Correlativamente, para Anaxágoras, el azar sólo es la incapacidad en la que nos encontramos para descubrir la causa, y la fatalidad una palabra vacía. Y, sin embargo, parece que, por otra parte, el Espíritu no es una inteligencia que reflexione y calcule, es, más bien, análogo al alma de los seres vivos. Y, en efecto, después de haber dicho que es la única cosa de la que no hay parte en cada cosa, agrega Anaxágoras que hay no obstante, cosas en las que está el Espíritu y que tienen al Espíritu por dueño; son todas aquellas que poseen aliento. Pero, continúa, el Espíritu es siempre igual, el más grande como el más pequeño (frag. 11 y 12). Lo que, sin duda, quiere decir que es siempre exterior a la mezcla, ya se trate de la mezcla original o de la que constituye un ser vivo. De igual manera, no es por poseer un espíritu más elevado por lo que los animales son superiores a las plantas o los hombres superiores a los animales, sino porque no están adheridos a la tierra o porque tienen manos. El Espíritu sería, pues, como un alma independiente de la que emanan otras almas igualmente independientes. En fin, lo que impide decididamente creer que este Espíritu, por muy ordenador que sea, se proponga fines, es que debe su conocimiento total de todo y su fuerza fuerza superior a todo, a ser únicamente la más fluida de todas las cosas y la más pura (frag. 12), es decir, la más apta para deslizarse entre ellas, para dividirlas, primero y para, después, animarlas sin correr, con todo el riesgo de mezclarse con ellas. Así se comprende la decepción –tan vigorosamente expresada por Platón y por Aristóteles- de los que, con Sócrates, reprochaban a la Física antigua no alegar más que causas mecánicas y que no encontraban en la Filosofía del Espíritu sino una tramoya de teatro que se saca a escena en los momentos de dificultad, cuando se trata de explicar el origen del movimiento o la vida.

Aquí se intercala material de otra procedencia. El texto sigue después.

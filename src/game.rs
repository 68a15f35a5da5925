//! One level of the melody game: load a line into the player, play it
//! back behind a two-beat countoff, and grade it against the level's
//! expected melody.

use std::sync::Arc;

use crate::instrument::Instrument;
use crate::levels::Level;
use crate::player::{CompletionCallback, PlayerError, Sequencer, BASS, MELODY};
use crate::sequencing::notes::E6;
use crate::sequencing::{Pitch, TimedChord, Track};

/// Beats of countoff before a graded line starts sounding.
pub const COUNTOFF_BEATS: f64 = 2.0;

/// Track holding the countoff clicks.
const COUNT: &str = "count";

/// Pitch of the countoff click: high and short, clearly apart from the
/// game's melody range.
const COUNTOFF_PITCH: Pitch = E6;

/// Outcome of grading a played line.
#[derive(Debug, Clone, Copy, PartialEq, Eq)]
pub enum Grade {
    /// The melody structurally equals the level's expected line.
    Correct,
    /// It does not.
    Incorrect,
    /// The level has no expected line; anything counts.
    FreePlay,
}

/// Callback receiving the grade once playback of the attempt finishes.
pub type GradeCallback = Box<dyn FnOnce(Grade) + Send + 'static>;

/// A session playing one level.
///
/// The session owns a [`Sequencer`] with three tracks: the countoff
/// clicks, the player's melody, and the accompaniment bass line. Graded
/// playback places the melody (and bass) two beats after the clicks by
/// prefixing both with a countoff-length rest; grading builds the
/// expected track with the same prefix, so the offset cancels out of the
/// comparison.
pub struct GameSession {
    player: Sequencer,
    level: Level,
}

impl GameSession {
    pub fn new(instrument: Arc<dyn Instrument>, level: Level) -> Self {
        Self {
            player: Sequencer::with_tracks(instrument, &[COUNT, MELODY, BASS]),
            level,
        }
    }

    pub fn level(&self) -> &Level {
        &self.level
    }

    /// Grade a melody without playing it.
    pub fn grade(&self, melody: &[TimedChord]) -> Grade {
        match &self.level.expected_line {
            None => Grade::FreePlay,
            Some(expected) => {
                // Exact structural equality of the event sequences: same
                // pitch sets, same order, same durations.
                if Track::from_timed_chords(expected).events()
                    == Track::from_timed_chords(melody).events()
                {
                    Grade::Correct
                } else {
                    Grade::Incorrect
                }
            }
        }
    }

    /// Play `melody` behind the countoff and report its grade when
    /// playback finishes.
    pub fn play_and_grade(
        &mut self,
        melody: &[TimedChord],
        on_graded: GradeCallback,
    ) -> Result<(), PlayerError> {
        self.load_attempt(melody, false)?;
        self.play_loaded(&[COUNT, MELODY], on_graded)
    }

    /// Like [`GameSession::play_and_grade`], with the level's
    /// accompaniment sounding on the bass track.
    pub fn play_with_accompaniment_and_grade(
        &mut self,
        melody: &[TimedChord],
        on_graded: GradeCallback,
    ) -> Result<(), PlayerError> {
        self.load_attempt(melody, true)?;
        self.play_loaded(&[COUNT, MELODY, BASS], on_graded)
    }

    /// Play the level's expected line so the player can hear the target.
    /// Does nothing for a free-play level.
    pub fn play_expected_line(
        &mut self,
        on_complete: Option<CompletionCallback>,
    ) -> Result<(), PlayerError> {
        self.player.reset();
        let Some(expected) = self.level.expected_line.clone() else {
            if let Some(on_complete) = on_complete {
                on_complete();
            }
            return Ok(());
        };
        self.player.set_track_from_timed_chords(BASS, &expected)?;
        self.player
            .play_track(BASS, self.level.beats_per_minute, on_complete)
    }

    /// Silence everything and clear all tracks.
    pub fn reset(&mut self) {
        self.player.reset();
    }

    fn load_attempt(
        &mut self,
        melody: &[TimedChord],
        with_accompaniment: bool,
    ) -> Result<(), PlayerError> {
        self.player.reset();

        // Two clicks, one beat apart, ending before the line starts.
        self.player.set_track_from_timed_chords(
            COUNT,
            &[
                TimedChord::note(COUNTOFF_PITCH, 0.25),
                TimedChord::rest(0.75),
                TimedChord::note(COUNTOFF_PITCH, 0.25),
            ],
        )?;

        self.player.append_rest(MELODY, COUNTOFF_BEATS)?;
        self.player.set_track_from_timed_chords(MELODY, melody)?;

        if with_accompaniment {
            if let Some(accompaniment) = self.level.accompaniment.clone() {
                self.player.append_rest(BASS, COUNTOFF_BEATS)?;
                self.player.set_track_from_timed_chords(BASS, &accompaniment)?;
            }
        }
        Ok(())
    }

    fn play_loaded(&self, tracks: &[&str], on_graded: GradeCallback) -> Result<(), PlayerError> {
        // The attempt's melody is final once loaded, so the grade can be
        // computed now and reported when playback completes.
        let grade = match &self.level.expected_line {
            None => Grade::FreePlay,
            Some(expected) => {
                let mut expected_track = Track::new();
                expected_track.append_rest(COUNTOFF_BEATS);
                for step in expected {
                    match &step.pitches {
                        Some(pitches) => expected_track.append_chord(pitches, step.duration_beats),
                        None => expected_track.append_rest(step.duration_beats),
                    }
                }
                if self.player.track_snapshot(MELODY)? == expected_track.snapshot() {
                    Grade::Correct
                } else {
                    Grade::Incorrect
                }
            }
        };

        self.player.play(
            tracks,
            self.level.beats_per_minute,
            Some(Box::new(move || on_graded(grade))),
        )
    }
}

#[cfg(test)]
mod tests {
    use super::*;
    use crate::instrument::NullInstrument;
    use crate::sequencing::notes::*;
    use std::sync::mpsc;
    use std::time::Duration;

    // Fast tempo keeps the countoff and line playback in the
    // millisecond range for tests.
    fn quick_level(expected: Option<Vec<TimedChord>>) -> Level {
        Level {
            instructions: "test",
            expected_line: expected,
            beats_per_minute: 24_000.0,
            accompaniment: Some(vec![TimedChord::note(C3, 1.0)]),
        }
    }

    fn session(expected: Option<Vec<TimedChord>>) -> GameSession {
        GameSession::new(Arc::new(NullInstrument), quick_level(expected))
    }

    #[test]
    fn test_grade_without_playing() {
        let expected = vec![TimedChord::note(C4, 1.0), TimedChord::note(E4, 1.0)];
        let session = session(Some(expected.clone()));

        assert_eq!(session.grade(&expected), Grade::Correct);
        assert_eq!(
            session.grade(&[TimedChord::note(C4, 1.0)]),
            Grade::Incorrect
        );
        // Same pitches, different duration
        assert_eq!(
            session.grade(&[TimedChord::note(C4, 1.0), TimedChord::note(E4, 2.0)]),
            Grade::Incorrect
        );
    }

    #[test]
    fn test_free_play_always_passes() {
        let session = session(None);
        assert_eq!(session.grade(&[TimedChord::note(B5, 0.5)]), Grade::FreePlay);
        assert_eq!(session.grade(&[]), Grade::FreePlay);
    }

    #[test]
    fn test_play_and_grade_reports_correct() {
        let expected = vec![TimedChord::note(C4, 1.0)];
        let mut session = session(Some(expected.clone()));

        let (tx, rx) = mpsc::channel();
        session
            .play_and_grade(
                &expected,
                Box::new(move |grade| {
                    tx.send(grade).unwrap();
                }),
            )
            .unwrap();

        let grade = rx.recv_timeout(Duration::from_secs(2)).unwrap();
        assert_eq!(grade, Grade::Correct);
    }

    #[test]
    fn test_play_and_grade_reports_incorrect() {
        let mut session = session(Some(vec![TimedChord::note(C4, 1.0)]));

        let (tx, rx) = mpsc::channel();
        session
            .play_with_accompaniment_and_grade(
                &[TimedChord::note(D4, 1.0)],
                Box::new(move |grade| {
                    tx.send(grade).unwrap();
                }),
            )
            .unwrap();

        let grade = rx.recv_timeout(Duration::from_secs(2)).unwrap();
        assert_eq!(grade, Grade::Incorrect);
    }

    #[test]
    fn test_rests_count_toward_grading() {
        let expected = vec![TimedChord::rest(1.0), TimedChord::note(C4, 1.0)];
        let session = session(Some(expected.clone()));

        assert_eq!(session.grade(&expected), Grade::Correct);
        // Same sounded note, missing the leading rest
        assert_eq!(session.grade(&[TimedChord::note(C4, 1.0)]), Grade::Incorrect);
    }

    #[test]
    fn test_play_expected_line_on_free_play_completes_immediately() {
        let mut session = session(None);
        let (tx, rx) = mpsc::channel();
        session
            .play_expected_line(Some(Box::new(move || tx.send(()).unwrap())))
            .unwrap();
        assert!(rx.recv_timeout(Duration::from_secs(1)).is_ok());
    }
}
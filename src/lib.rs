pub mod game; // Level session: populate, play, grade
pub mod instrument;
pub mod levels;
pub mod player; // The sequencer and its trigger scheduler
pub mod sequencing; // Beat-based tracks of chord/rest events

#[cfg(feature = "rtrb")]
pub mod audio;

pub use instrument::Instrument;
pub use player::Sequencer;

/// Tempo used when a level does not specify one.
pub const DEFAULT_BEATS_PER_MINUTE: f64 = 120.0;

De las opiniones biológicas o psicológicas de Anaxágoras, lo más interesante que debe recordarse es que, según él, a la inversa de lo que sostenía Empédocles, lo contrario reconoce a lo contrario: el frío no se siente sino en contraste con el calor. Toda sensación es, pues, una alteración; de esto deduce que es un dolor embotado por el hábito, pero que se aviva si la excitación resulta demasiado intensa.

Históricamente y en relación con las épocas de la Filosofía y de la ciencia griega, marca Anaxágoras un decisivo progreso. No sacrifica nada de la herencia de los filósofos anteriores, ni el cualitativismo de los milesios, de Heráclito o de Empédocles, ni la negación del devenir de los eleáticos, ni aquella combinación de su extensión con el número pitagórico que es el cuantitativismo de los atomistas, ni su mecanicismo. Pero, por otro lado, inicia caminos por una nueva Filosofía. Al colocar, como lo hizo, al ser en la cualidad, al esforzarse por elevarlo desde la sensación a la inteligibilidad, preparaba efectivamente el pensamiento para constituir lo real con formas e ideas específicamente distintas. Más aún, al atribuir, aunque fuese incompletamente, la causalidad eficiente al Espíritu, sugería la sustitución de la causalidad mecánica y material por una causalidad ideal del fin y del bien. No sin razón el último de los físicos naturalistas fue considerado por Platón y por Aristóteles como precursor de la revolución socrática.